Stored data entries
※
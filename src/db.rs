//! Database connection and pool management.
//!
//! Initializes a SeaORM pool (Postgres in deployment, SQLite in tests), applies
//! pending migrations and exposes a cheap liveness probe.

use anyhow::{Context, Result};
use migration::{Migrator, MigratorTrait};
use sea_orm::{ConnectOptions, ConnectionTrait, Database, DatabaseConnection};
use std::time::Duration;
use tokio::time::sleep;

use crate::config::AppConfig;

/// Errors that can occur during database operations.
#[derive(Debug, thiserror::Error)]
pub enum DatabaseError {
    #[error("Failed to connect to database: {source}")]
    ConnectionFailed {
        #[from]
        source: sea_orm::DbErr,
    },
    #[error("Database connection timeout after {timeout_ms}ms")]
    ConnectionTimeout { timeout_ms: u64 },
    #[error("Invalid database configuration: {message}")]
    InvalidConfiguration { message: String },
}

/// Initializes a database connection pool with the given configuration.
///
/// Creates a SeaORM pool with configurable maximum connections and acquire
/// timeout, retrying transient connect failures with exponential backoff.
///
/// # Arguments
///
/// * `cfg` - Application configuration containing database settings
///
/// # Returns
///
/// Returns a `DatabaseConnection` pool on success, or an error on failure.
///
/// # Examples
///
/// ```no_run
/// use connector_sync::{config::AppConfig, db::init_pool};
///
/// #[tokio::main]
/// async fn main() -> anyhow::Result<()> {
///     let config = AppConfig::default();
///     let db = init_pool(&config).await?;
///     // Use the database connection...
///     Ok(())
/// }
/// ```
pub async fn init_pool(cfg: &AppConfig) -> Result<DatabaseConnection> {
    // Validate database URL
    if cfg.database_url.is_empty() {
        return Err(DatabaseError::InvalidConfiguration {
            message: "Database URL cannot be empty".to_string(),
        }
        .into());
    }

    // Configure connection options
    let mut opt = ConnectOptions::new(&cfg.database_url);
    opt.max_connections(cfg.db_max_connections)
        .acquire_timeout(Duration::from_millis(cfg.db_acquire_timeout_ms))
        .idle_timeout(Duration::from_secs(600)) // 10 minutes
        .max_lifetime(Duration::from_secs(1800)) // 30 minutes
        .sqlx_logging(true)
        .sqlx_logging_level(log::LevelFilter::Debug);

    // Implement retry logic with exponential backoff
    let max_retries = 5;
    let mut retry_delay = Duration::from_millis(100);

    for attempt in 1..=max_retries {
        match Database::connect(opt.clone()).await {
            Ok(conn) => {
                log::info!(
                    "Successfully connected to database (attempt {})",
                    attempt
                );
                return Ok(conn);
            }
            Err(e) => {
                if attempt == max_retries {
                    log::error!(
                        "Failed to connect to database after {} attempts: {}",
                        max_retries,
                        e
                    );
                    return Err(DatabaseError::ConnectionFailed { source: e }.into());
                }

                log::warn!(
                    "Database connection attempt {} failed: {}, retrying in {:?}",
                    attempt,
                    e,
                    retry_delay
                );

                sleep(retry_delay).await;
                retry_delay *= 2; // Exponential backoff
            }
        }
    }

    Err(DatabaseError::ConnectionTimeout {
        timeout_ms: cfg.db_acquire_timeout_ms,
    }
    .into())
}

/// Apply every pending migration.
pub async fn run_migrations(db: &DatabaseConnection) -> Result<()> {
    Migrator::up(db, None)
        .await
        .context("Failed to apply database migrations")?;
    log::info!("Database migrations applied");
    Ok(())
}

/// Health check for the database connection.
///
/// This function verifies that the database connection is still active
/// by executing a simple query.
///
/// # Arguments
///
/// * `db` - Database connection to check
///
/// # Returns
///
/// Returns `Ok(())` if the connection is healthy, or an error otherwise.
pub async fn health_check(db: &DatabaseConnection) -> Result<()> {
    use sea_orm::Statement;

    let stmt = Statement::from_string(db.get_database_backend(), "SELECT 1".to_string());

    db.query_one(stmt)
        .await
        .context("Database health check failed")?;

    Ok(())
}

#[cfg(test)]
mod tests {
    use super::*;

    #[tokio::test]
    async fn test_migrations_and_health_check_on_sqlite() {
        let mut config = AppConfig::default();
        config.database_url = "sqlite::memory:".to_string();
        config.db_max_connections = 1;

        let db = init_pool(&config).await.expect("sqlite connects");
        run_migrations(&db).await.expect("migrations apply");
        health_check(&db).await.expect("healthy");
    }

    #[test]
    fn test_invalid_database_url() {
        let mut config = AppConfig::default();
        config.database_url = "".to_string();

        let rt = tokio::runtime::Runtime::new().unwrap();
        let result = rt.block_on(init_pool(&config));
        
        assert!(result.is_err());
        assert!(matches!(
            result.unwrap_err().downcast::<DatabaseError>(),
            Ok(DatabaseError::InvalidConfiguration { .. })
        ));
    }
}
※
_The problem_
Take the entries above and copy out all lines with the string "ConnectionFailed".

_Task solution_
    ConnectionFailed {
                    return Err(DatabaseError::ConnectionFailed { source: e }.into());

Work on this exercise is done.